Firstly, the German budget deficit is lower - not only in absolute terms, but also measured in terms of economic power. Secondly, in Germany the budget deficit is countered by a high surplus from the private sector, so that in net terms the state is indebted to its own citizens, while in the USA the private sector is becoming increasingly indebted to foreign countries, i.e. the nation as such is also becoming ever more dependent in the medium term.

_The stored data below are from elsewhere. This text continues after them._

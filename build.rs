//! This build script generates the timer configuration constants from
//! `config/timer_config.json` and, for the firmware build, copies the
//! `memory.x` file from the crate root into a directory where the linker can
//! always find it at build time.
//!
//! Cargo re-runs this script whenever `memory.x` or the configuration file
//! changes, so edits to either end up in the next build.

#![allow(clippy::expect_used)]
#![allow(clippy::unwrap_used)]
#![allow(clippy::print_stdout)]

use serde::Deserialize;
use std::{
    env, fs,
    fs::File,
    io,
    io::Write,
    path::{Path, PathBuf},
};

/// Mirror of `config/timer_config.json`. Every key is optional, missing keys
/// keep their default.
#[derive(Deserialize)]
#[serde(default)]
struct TimerConfigFile {
    /// Pause between two input polls while editing
    poll_interval_ms: u64,
    /// Pause after a mode toggle so one press toggles once
    debounce_ms: u64,
    /// Length of one countdown tick
    tick_ms: u64,
    /// How long the reset message stays up after a cancelled countdown
    cancel_pause_ms: u64,
    /// Maximum number of buzzer pulses
    alarm_pulses: u16,
    /// Buzzer on time per pulse
    alarm_on_ms: u64,
    /// Buzzer off time per pulse
    alarm_off_ms: u64,
    /// Whether the buzzer sounds when its line is driven low
    alarm_active_low: bool,
    /// I2C address of the LCD backpack
    lcd_address: u8,
}

impl Default for TimerConfigFile {
    fn default() -> Self {
        Self {
            poll_interval_ms: 50,
            debounce_ms: 300,
            tick_ms: 1000,
            cancel_pause_ms: 1000,
            alarm_pulses: 100,
            alarm_on_ms: 100,
            alarm_off_ms: 100,
            alarm_active_low: true,
            lcd_address: 0x27,
        }
    }
}

fn main() {
    println!("in build.rs");
    timer_config().unwrap();
    if env::var_os("CARGO_FEATURE_FIRMWARE").is_some() {
        memory_x();
    }
}

/// Generate `timer_config.rs` from `config/timer_config.json`
fn timer_config() -> io::Result<()> {
    println!("in timer_config");

    let out_dir = env::var("OUT_DIR").expect("OUT_DIR environment variable not set");
    let dest_path = Path::new(&out_dir).join("timer_config.rs");
    let mut f = File::create(dest_path).expect("Could not create timer_config.rs file");

    let manifest_dir = env::var("CARGO_MANIFEST_DIR").expect("CARGO_MANIFEST_DIR environment variable not set");
    let config_path = Path::new(&manifest_dir).join("config/timer_config.json");
    println!("cargo:rerun-if-changed={}", config_path.display());

    let config: TimerConfigFile = if config_path.exists() {
        let contents = fs::read_to_string(&config_path).expect("Could not read timer_config.json file");
        serde_json::from_str(&contents).expect("Could not parse timer_config.json file")
    } else {
        println!("timer_config.json not found, using defaults");
        TimerConfigFile::default()
    };

    writeln!(f, "pub const POLL_INTERVAL_MS: u64 = {};", config.poll_interval_ms)?;
    writeln!(f, "pub const DEBOUNCE_MS: u64 = {};", config.debounce_ms)?;
    writeln!(f, "pub const TICK_MS: u64 = {};", config.tick_ms)?;
    writeln!(f, "pub const CANCEL_PAUSE_MS: u64 = {};", config.cancel_pause_ms)?;
    writeln!(f, "pub const ALARM_PULSES: u16 = {};", config.alarm_pulses)?;
    writeln!(f, "pub const ALARM_ON_MS: u64 = {};", config.alarm_on_ms)?;
    writeln!(f, "pub const ALARM_OFF_MS: u64 = {};", config.alarm_off_ms)?;
    writeln!(f, "pub const ALARM_ACTIVE_LOW: bool = {};", config.alarm_active_low)?;
    writeln!(f, "pub const LCD_ADDRESS: u8 = {:#04x};", config.lcd_address)?;
    Ok(())
}

/// Handle the `memory.x` linker script
fn memory_x() {
    println!("in memory_x");
    // Put `memory.x` in our output directory and ensure it's
    // on the linker search path.
    let out = &PathBuf::from(env::var_os("OUT_DIR").unwrap());
    File::create(out.join("memory.x"))
        .unwrap()
        .write_all(include_bytes!("memory.x"))
        .unwrap();
    println!("cargo:rustc-link-search={}", out.display());
    println!("cargo:rerun-if-changed=memory.x");

    println!("cargo:rustc-link-arg-bins=--nmagic");
    println!("cargo:rustc-link-arg-bins=-Tlink.x");
    println!("cargo:rustc-link-arg-bins=-Tlink-rp.x");
    println!("cargo:rustc-link-arg-bins=-Tdefmt.x");
}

The problem is also how the debt-financed resources are utilized. The US trade deficit is primarily due to consumer goods. Many consumer goods such as, for instance, electronic articles are subject to stronger price competition today than was the case several years ago, so that producing these goods cheaply is absolutely imperative. However, the western industrialized nations - also including the USA - have not been able to offer cheap production sites for some time now.
For this reason, the significance of innovations and new technologies at a qualitatively high level are a basic pre-requisite for the success of western industrialized countries, at least for those that have no raw materials to offer, like Norway or Russia. It can be assumed that the incurred debts will not be utilized in such a way that economic returns in the form of strengthening the US-American competitive position are to be expected.
The USA is losing importance
According to the analyses in the new Innovation Indicator, the USA will no longer be among the leaders in the coming years, not only in relation to its size and expenditures. In the medium term, it will no longer occupy a leading place in absolute terms, neither for R&D expenditures nor in scientific publications or patents. In a far distant future it will also no longer be the largest economy in the world.
This is already foreseeable today, because the USA's population is too small. It is to be expected that at least China and possibly even India, if they continue to increase the productivity of labor and capital inputs at the present pace, will catch up with the USA in terms of economic power and ultimately overtake it. This must, however, not be a fundamental problem for the USA or for other countries.
With an indicator rating of 52, just behind the USA, Belgium is in tenth place. This is followed by a group consisting of Canada (51), Taiwan (50), Denmark (50) and the two large European industrial nations France (50) and Great Britain (49), with Australia (48) and then Ireland (47), which is unlikely to maintain even this place in future in view of the austerity policies resulting from the economic crisis.